There are numerous ways of applying a life cycle policy to an ECR, I want to show one of them.
We manage the ECR list in a yml file:
- { name: "infra/alertmanager", expiration_days: 14, expiration_count: 30}
We import the file using yaml decode function:
repositories_file = yamldecode(file("${path.module}/lists/ecr_repositories.list"))

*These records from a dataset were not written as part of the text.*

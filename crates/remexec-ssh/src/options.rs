//! Session options

use std::path::PathBuf;

use serde::{Deserialize, Serialize};

/// Tunables for a session
#[derive(Debug, Clone, PartialEq, Eq, Serialize, Deserialize)]
pub struct SessionOptions {
    /// Terminal type announced in the pseudo-terminal request
    #[serde(default = "default_term")]
    pub term: String,
    /// known_hosts file to use instead of `~/.ssh/known_hosts`
    #[serde(default)]
    pub known_hosts: Option<PathBuf>,
    /// Input and output baud rate announced in the pseudo-terminal request
    #[serde(default = "default_baud_rate")]
    pub baud_rate: u32,
}

fn default_term() -> String {
    "xterm-256color".to_string()
}

fn default_baud_rate() -> u32 {
    14_400
}

impl Default for SessionOptions {
    fn default() -> Self {
        Self {
            term: default_term(),
            known_hosts: None,
            baud_rate: default_baud_rate(),
        }
    }
}

impl SessionOptions {
    /// Set terminal type
    #[must_use]
    pub fn with_term(mut self, term: impl Into<String>) -> Self {
        self.term = term.into();
        self
    }

    /// Set known_hosts path
    #[must_use]
    pub fn with_known_hosts(mut self, path: impl Into<PathBuf>) -> Self {
        self.known_hosts = Some(path.into());
        self
    }

    /// Set baud rate
    #[must_use]
    pub fn with_baud_rate(mut self, baud_rate: u32) -> Self {
        self.baud_rate = baud_rate;
        self
    }
}

#[cfg(test)]
mod tests {
    use super::*;

    #[test]
    fn test_defaults() {
        let options = SessionOptions::default();

        assert_eq!(options.term, "xterm-256color");
        assert_eq!(options.baud_rate, 14_400);
        assert!(options.known_hosts.is_none());
    }

    #[test]
    fn test_deserialize_fills_defaults() {
        let options: SessionOptions =
            serde_json::from_str(r#"{"known_hosts": "/etc/ssh/ssh_known_hosts"}"#).unwrap();

        assert_eq!(options.term, "xterm-256color");
        assert_eq!(
            options.known_hosts,
            Some(PathBuf::from("/etc/ssh/ssh_known_hosts"))
        );
        assert_eq!(options, SessionOptions::default().with_known_hosts("/etc/ssh/ssh_known_hosts"));
    }
}
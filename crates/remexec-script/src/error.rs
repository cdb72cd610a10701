//! Error types for remexec-script

use thiserror::Error;

/// Errors raised while parsing or rendering a script template
#[derive(Error, Debug, Clone, PartialEq, Eq)]
pub enum ScriptError {
    /// `{{` without a matching `}}`
    #[error("unclosed placeholder starting at byte {0}")]
    Unclosed(usize),

    /// `{{ }}` with nothing inside
    #[error("empty placeholder at byte {0}")]
    EmptyPlaceholder(usize),

    /// Placeholder name contains characters outside `[A-Za-z0-9_-]`
    #[error("invalid placeholder name `{0}`")]
    InvalidName(String),

    /// Filter after `|` is not supported
    #[error("unknown filter `{0}`")]
    UnknownFilter(String),

    /// Template references an argument the caller did not provide
    #[error("missing argument `{0}`")]
    MissingArgument(String),

    /// Rendered body contains the here-document terminator as a whole line
    #[error("rendered script contains the line `{0}` on line {1}")]
    TerminatorInBody(&'static str, usize),
}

Since our setup uses modules, we pass the list as a variable:
module "aws_ecr" {
source = "./modules/aws/ecr"
ecr_repositories = local.repositories_file
}
Then we use this block of code to loop through the list and apply the inline policy WITH variables:
resource "aws_ecr_lifecycle_policy" "bp_ecr_repo_lifecycle_policy" {
for_each = { for repo in var.ecr_repositories.ecr_repositories : repo.name =>
{ expiration_days = repo.expiration_days, expiration_count = repo.expiration_count } }
repository = each.key
policy = <<EOF
{
"rules": [
{
"rulePriority": 1,
"description": "Expire images that are older than ${each.value.expiration_days} days",
"selection": {
"tagStatus": "tagged",
"tagPrefixList": ["branch-"],
"countType": "sinceImagePushed",
"countUnit": "days",
"countNumber": ${each.value.expiration_days}
},
"action": {
"type": "expire"
}
},
{
"rulePriority": 2,
"description": "Expire images when the amount is bigger than ${each.value.expiration_count}",
"selection": {
"tagStatus": "tagged",
"tagPrefixList": ["v"],
"countType": "imageCountMoreThan",
"countNumber": ${each.value.expiration_count}
},
"action": {
"type": "expire"
}
}
]
}
EOF
}
Notice that:
for_each = { for repo in var.ecr_repositories.ecr_repositories : repo.name =>
{ expiration_days = repo.expiration_days, expiration_count = repo.expiration_count } }
For_each function builds the key value, the key being the repo name and the values are the ${expiration_days} and ${expiration_count} variables.